When Indianapolis purchased Union Station, local reporters were sure the city had overpaid in some sort of sweetheart deal. My husband—then director of the Department of Metropolitan Development—had been frustrated by the coverage, but told me he’d finally had a good, substantive interview with a local TV station.

We flipped on the television. There he was on camera, but the (brief) report was a mix of voiceover and out-of-context snippets of what he’d said. The reporter had an agenda; film can be edited.

So let’s talk about agendas and Planned Parenthood.

Despite the propaganda, Planned Parenthood isn’t selling fetal tissue or profiting from its use in medical research. Some affiliates, in states where the practice is legal, are assisting medical researchers by making such tissue available when the patient has authorized it. They do receive reimbursement for the costs incurred in the process.

The availability of embryonic stem cells and fetal tissue for research has led to cures for many diseases and saved many lives. As with stem cells, the choice is between use of the tissue for life-saving research or destroying it. We can debate which option is truly “pro life.” Much the same moral calculus is involved when transplant surgeons harvest organs, from people who’ve just died, in order to prolong the lives of those with organ failures. (Most of us wouldn’t care to watch either procedure.)
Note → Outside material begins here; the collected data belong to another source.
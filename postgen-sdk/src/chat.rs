// ABOUTME: Chat-completion client for an OpenAI-compatible hosted model API
// ABOUTME: Provides keyword extraction, post drafting, and translation operations

use reqwest::header::{HeaderMap, HeaderValue, USER_AGENT};
use secrecy::{ExposeSecret, SecretString};
use serde::{Deserialize, Serialize};

use crate::builder::ChatClientConfig;
use crate::constants::{models, urls};
use crate::error::SdkError;
use crate::retry::{RetryConfig, retry_with_backoff};
use crate::Result;

#[derive(Debug, Clone, Copy, PartialEq, Eq, Serialize, Deserialize)]
#[serde(rename_all = "lowercase")]
pub enum Role {
    System,
    User,
    Assistant,
}

#[derive(Debug, Clone, Serialize, Deserialize)]
pub struct ChatMessage {
    pub role: Role,
    pub content: String,
}

impl ChatMessage {
    pub fn system(content: impl Into<String>) -> Self {
        Self {
            role: Role::System,
            content: content.into(),
        }
    }

    pub fn user(content: impl Into<String>) -> Self {
        Self {
            role: Role::User,
            content: content.into(),
        }
    }
}

#[derive(Serialize)]
struct ChatRequest<'a> {
    model: &'a str,
    messages: &'a [ChatMessage],
    #[serde(skip_serializing_if = "Option::is_none")]
    temperature: Option<f32>,
    #[serde(skip_serializing_if = "Option::is_none")]
    max_tokens: Option<u32>,
}

#[derive(Deserialize)]
struct ChatResponse {
    choices: Vec<ChatChoice>,
}

#[derive(Deserialize)]
struct ChatChoice {
    message: AssistantMessage,
}

#[derive(Deserialize)]
struct AssistantMessage {
    content: String,
}

/// Everything the post-drafting call needs beyond the system prompt itself.
///
/// The assembled messages keep the exact shape the model was tuned against:
/// tone instruction, image-placement instruction, chosen format, language,
/// then a user message with topic, reference digest, `{filename}` markers,
/// and the optional example of the user's writing style.
#[derive(Debug, Clone)]
pub struct DraftRequest<'a> {
    pub system_prompt: &'a str,
    pub format: &'a str,
    pub tone: Option<&'a str>,
    pub language: &'a str,
    pub topic: &'a str,
    pub references: &'a str,
    pub image_names: &'a [String],
    pub example_text: Option<&'a str>,
}

pub struct ChatClient {
    client: reqwest::Client,
    api_key: SecretString,
    base_url: String,
    model: String,
    temperature: Option<f32>,
    max_tokens: Option<u32>,
    retry: RetryConfig,
    verbose: bool,
}

impl ChatClient {
    pub fn new(api_key: SecretString) -> Result<Self> {
        Self::builder().api_key(api_key).build()
    }

    pub(crate) fn from_config(config: ChatClientConfig) -> Result<Self> {
        let mut headers = HeaderMap::new();
        headers.insert(USER_AGENT, HeaderValue::from_static("postgen/0.1.0"));

        let mut builder = reqwest::Client::builder()
            .default_headers(headers)
            .timeout(config.timeout);
        if let Some(proxy) = config.proxy {
            builder = builder.proxy(proxy);
        }
        let client = builder
            .build()
            .map_err(|e| SdkError::Configuration(format!("Failed to build HTTP client: {}", e)))?;

        let base_url = match config.base_url {
            Some(url) => crate::builder::validate_base_url(&url)?,
            None => urls::CHAT_API_BASE.to_string(),
        };

        Ok(Self {
            client,
            api_key: config.api_key,
            base_url,
            model: config
                .model
                .unwrap_or_else(|| models::DEFAULT_CHAT_MODEL.to_string()),
            temperature: config.temperature,
            max_tokens: config.max_tokens,
            retry: RetryConfig {
                max_retries: config.max_retries,
                ..Default::default()
            },
            verbose: config.verbose,
        })
    }

    pub fn model(&self) -> &str {
        &self.model
    }

    /// Send a chat-completion request and return the first choice's content.
    pub async fn complete(&self, messages: &[ChatMessage]) -> Result<String> {
        retry_with_backoff(&self.retry, self.verbose, || self.complete_once(messages)).await
    }

    async fn complete_once(&self, messages: &[ChatMessage]) -> Result<String> {
        let url = format!("{}/chat/completions", self.base_url);
        let body = ChatRequest {
            model: &self.model,
            messages,
            temperature: self.temperature,
            max_tokens: self.max_tokens,
        };

        let response = self
            .client
            .post(&url)
            .bearer_auth(self.api_key.expose_secret())
            .json(&body)
            .send()
            .await
            .map_err(SdkError::from)?;

        let status = response.status();
        if !status.is_success() {
            return Err(match status.as_u16() {
                401 | 403 => SdkError::ChatAuth,
                429 => SdkError::RateLimit,
                code => SdkError::Api {
                    status: code,
                    message: response.text().await.unwrap_or_default(),
                },
            });
        }

        let parsed: ChatResponse = response
            .json()
            .await
            .map_err(|_| SdkError::InvalidResponse)?;

        parsed
            .choices
            .into_iter()
            .next()
            .map(|choice| choice.message.content.trim().to_string())
            .ok_or(SdkError::EmptyCompletion)
    }

    /// Extract search keywords from the user's topic, in the given language.
    pub async fn extract_keywords(
        &self,
        system_prompt: &str,
        topic: &str,
        language: &str,
    ) -> Result<String> {
        let messages = [
            ChatMessage::system(format!("{}\n사용 언어: {}", system_prompt, language)),
            ChatMessage::user(topic),
        ];
        self.complete(&messages).await
    }

    /// Draft the final post from the topic, reference material, and images.
    pub async fn draft_post(&self, request: &DraftRequest<'_>) -> Result<String> {
        let messages = build_draft_messages(request);
        self.complete(&messages).await
    }

    /// Translate a drafted post, keeping formatting and image placeholders.
    pub async fn translate(&self, post: &str, target_language: &str) -> Result<String> {
        let messages = [
            ChatMessage::system(format!(
                "Please translate the following text into {}. Maintain the formatting and placeholders for images (e.g., {{image_filename}}).",
                target_language
            )),
            ChatMessage::user(post),
        ];
        self.complete(&messages).await
    }
}

fn build_draft_messages(request: &DraftRequest<'_>) -> Vec<ChatMessage> {
    let tone_instruction = request
        .tone
        .map(|tone| format!("Please write in a {} tone.", tone))
        .unwrap_or_default();
    let example_text_content = match request.example_text {
        Some(example) => format!(
            "Here is an example of the user's previous writing style: {}",
            example
        ),
        None => "The user has not provided an example text.".to_string(),
    };
    let image_instructions = "Please include the images in the generated text at appropriate positions using the format {image_filename}.";
    let image_placeholders = request
        .image_names
        .iter()
        .map(|name| format!("{{{}}}", name))
        .collect::<Vec<_>>()
        .join(" ");

    vec![
        ChatMessage::system(format!(
            "{}\n\n{}\n\n{}\n\n글 형식: {}\n사용 언어: {}",
            request.system_prompt,
            tone_instruction,
            image_instructions,
            request.format,
            request.language
        )),
        ChatMessage::user(format!(
            "사용자의 질문: {}\n참고자료: {}\n입력된 사진: {}\n{}",
            request.topic, request.references, image_placeholders, example_text_content
        )),
    ]
}

#[cfg(test)]
mod tests {
    use super::*;

    fn test_client(base_url: &str) -> ChatClient {
        ChatClient::builder()
            .api_key(SecretString::new("test-api-key".to_string().into_boxed_str()))
            .base_url(Some(base_url.to_string()))
            .max_retries(0)
            .build()
            .expect("client should build")
    }

    #[test]
    fn test_message_constructors() {
        let system = ChatMessage::system("be helpful");
        assert_eq!(system.role, Role::System);
        assert_eq!(system.content, "be helpful");

        let user = ChatMessage::user("hello");
        assert_eq!(user.role, Role::User);
    }

    #[test]
    fn test_role_serializes_lowercase() {
        let message = ChatMessage::system("x");
        let json = serde_json::to_value(&message).unwrap();
        assert_eq!(json["role"], "system");
    }

    #[test]
    fn test_draft_messages_shape() {
        let image_names = vec!["ham1.jpeg".to_string(), "ham2.png".to_string()];
        let request = DraftRequest {
            system_prompt: "당신은 글 작성 전문가입니다.",
            format: "naver_blog format text",
            tone: Some("casual"),
            language: "한국어",
            topic: "맥북 m2와 m3 비교",
            references: "참고자료 본문",
            image_names: &image_names,
            example_text: None,
        };

        let messages = build_draft_messages(&request);
        assert_eq!(messages.len(), 2);
        assert_eq!(messages[0].role, Role::System);
        assert!(messages[0].content.contains("Please write in a casual tone."));
        assert!(messages[0].content.contains("글 형식: naver_blog format text"));
        assert!(messages[0].content.contains("사용 언어: 한국어"));
        assert!(
            messages[0]
                .content
                .contains("using the format {image_filename}")
        );

        assert_eq!(messages[1].role, Role::User);
        assert!(messages[1].content.contains("사용자의 질문: 맥북 m2와 m3 비교"));
        assert!(messages[1].content.contains("입력된 사진: {ham1.jpeg} {ham2.png}"));
        assert!(
            messages[1]
                .content
                .contains("The user has not provided an example text.")
        );
    }

    #[test]
    fn test_draft_messages_with_example_and_no_tone() {
        let request = DraftRequest {
            system_prompt: "prompt",
            format: "format",
            tone: None,
            language: "English",
            topic: "topic",
            references: "refs",
            image_names: &[],
            example_text: Some("my old post"),
        };

        let messages = build_draft_messages(&request);
        assert!(!messages[0].content.contains("tone."));
        assert!(
            messages[1]
                .content
                .contains("Here is an example of the user's previous writing style: my old post")
        );
        assert!(messages[1].content.contains("입력된 사진: \n"));
    }

    #[tokio::test]
    async fn test_complete_parses_first_choice() {
        let mut server = mockito::Server::new_async().await;
        let mock = server
            .mock("POST", "/chat/completions")
            .match_header("authorization", "Bearer test-api-key")
            .with_status(200)
            .with_header("content-type", "application/json")
            .with_body(r#"{"choices":[{"message":{"content":"  키워드: 맥북  "}}]}"#)
            .create_async()
            .await;

        let client = test_client(&server.url());
        let result = client
            .complete(&[ChatMessage::user("hello")])
            .await
            .expect("completion should succeed");

        assert_eq!(result, "키워드: 맥북");
        mock.assert_async().await;
    }

    #[tokio::test]
    async fn test_complete_maps_auth_errors() {
        let mut server = mockito::Server::new_async().await;
        server
            .mock("POST", "/chat/completions")
            .with_status(401)
            .with_body("unauthorized")
            .create_async()
            .await;

        let client = test_client(&server.url());
        let err = client
            .complete(&[ChatMessage::user("hello")])
            .await
            .unwrap_err();
        assert!(matches!(err, SdkError::ChatAuth));
    }

    #[tokio::test]
    async fn test_complete_empty_choices() {
        let mut server = mockito::Server::new_async().await;
        server
            .mock("POST", "/chat/completions")
            .with_status(200)
            .with_header("content-type", "application/json")
            .with_body(r#"{"choices":[]}"#)
            .create_async()
            .await;

        let client = test_client(&server.url());
        let err = client
            .complete(&[ChatMessage::user("hello")])
            .await
            .unwrap_err();
        assert!(matches!(err, SdkError::EmptyCompletion));
    }

    #[tokio::test]
    async fn test_complete_malformed_body() {
        let mut server = mockito::Server::new_async().await;
        server
            .mock("POST", "/chat/completions")
            .with_status(200)
            .with_header("content-type", "application/json")
            .with_body("not json at all")
            .create_async()
            .await;

        let client = test_client(&server.url());
        let err = client
            .complete(&[ChatMessage::user("hello")])
            .await
            .unwrap_err();
        assert!(matches!(err, SdkError::InvalidResponse));
    }
}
With respect to Planned Parenthood here in Indiana, let me share some pesky facts:

• In the wake of these latest accusations, Gov. Pence ordered the state Health Department to investigate. It did, and found the organization’s health centers compliant. End of investigation.

• Indiana’s Planned Parenthood does not participate in tissue donation; it is illegal in this state.

• Planned Parenthood of Indiana & Kentucky sees 65,000 patients annually, the vast majority of whom are low-income women who would not otherwise get needed Pap tests, breast exams, STD testing and treatment, and birth control. A not-insignificant number are low-income men who come for testicular cancer exams. Abortion accounts for less than 7 percent of Planned Parenthood’s services.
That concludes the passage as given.